The Role of Mental Health Issues in Youth Unemployment
Almost one million people aged 16 to 24 are not in education, work or training, often described by the acronym nanets. Milburn will be looking at ways to avoid people being trapped as the neets and the findings are published over the summer.
The government announced the review four days after publishing the findings of another review, by former John Lewis Boss that “aged 16 to 34 are one of the key cohorts affected by a” key cohorts affected by a “key cohorts affected by a” key cohorts affected by a “key cohorts affected by a” keys cohorts affected by a “primary cohorts affected by an” economic inactivity crisis “.
The number of 16- to 34-year-olds with a mental health condition that is inactive due to long-term illness will increase by three-quarters, between 2019 and 2024, Mayfield’s review found.
While a series of Reviews, REPORT and white paper The problems are well known, with successive Conservative and Labor governments struggling to arrest the decline in neets.

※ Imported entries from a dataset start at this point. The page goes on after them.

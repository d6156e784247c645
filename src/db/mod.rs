use sqlx::{postgres::PgPoolOptions, Pool, Postgres};

// Alias para "Pool<Postgres>"
pub type DbPool = Pool<Postgres>;

pub async fn init_db(database_url: &str) -> Result<DbPool, sqlx::Error> {
    PgPoolOptions::new()
        .max_connections(5)
        .connect(database_url)
        .await
}

// Migraciones embebidas en el binario (carpeta migrations/)
pub async fn run_migrations(pool: &DbPool) -> Result<(), sqlx::migrate::MigrateError> {
    sqlx::migrate!("./migrations").run(pool).await
}
use serde::{Deserialize, Serialize};
use sqlx::FromRow;
use chrono::{DateTime, Utc};

use crate::player::PlayerSource;

#[derive(Debug, Clone, Deserialize, Serialize, FromRow)]
pub struct Streaming {
    pub id: i64,
    pub nombre: String,
    pub url: String,
    pub imagen: Option<String>,
    pub is_active: bool,
    pub created_at: DateTime<Utc>,
    pub updated_at: DateTime<Utc>,
}

#[derive(Debug, Deserialize)]
pub struct CreateStreamingSchema {
    pub nombre: String,
    pub url: String,
    pub imagen: Option<String>,
}

#[derive(Debug, Default, Deserialize)]
pub struct UpdateStreamingSchema {
    pub nombre: Option<String>,
    pub url: Option<String>,
    pub imagen: Option<String>,
}

// Fila singleton de "stream-videos": ¿mostramos el vivo o los videos?
#[derive(Debug, Clone, Copy, PartialEq, Eq, Deserialize, Serialize, FromRow)]
pub struct StreamToggle {
    pub is_auto: bool,
    pub stream: bool,
}

#[derive(Debug, Default, Deserialize)]
pub struct UpdateStreamToggleSchema {
    pub is_auto: Option<bool>,
    pub stream: Option<bool>,
}

// Lo que consume el reproductor público
#[derive(Debug, Serialize)]
pub struct ActiveStreamResponse {
    pub streaming: Streaming,
    pub player: PlayerSource,
    pub toggle: Option<StreamToggle>,
}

The Chancellor, Rachel Reeves, is expected to announce funding in this month’s budget for a “Youth Guarantee” which will be in universal credit for 18 months without earning or learning.
Pat McFadden, the secretary of state for work and pensions, said: “The rising number of young people who are not in education, employment or training is a crisis of opportunity that demands more action to give them the chance to learn or earn. We cannot afford to lose a generation of young people to a life on benefits, with no work prospects and not enough hope.”
The Department for Work and Pensions said Milburn’s review would “make practical recommendations to help conditions to access health, training or education – ensuring they are supported, not supported”.
It said the findings would link to another review, the Timms review, which looked at the payment of personal independence, which covers the additional costs of physical and mental disability.
Milburn was Health Secretary from 1999 to 2003 under Tony Blair, and was appointed last year as the lead director of the Department of Health and Social Care.
He said that he is “not a single unfolding of the failures of the support of work, education, health and well-being and changing the recommendations for change to learn and meet”.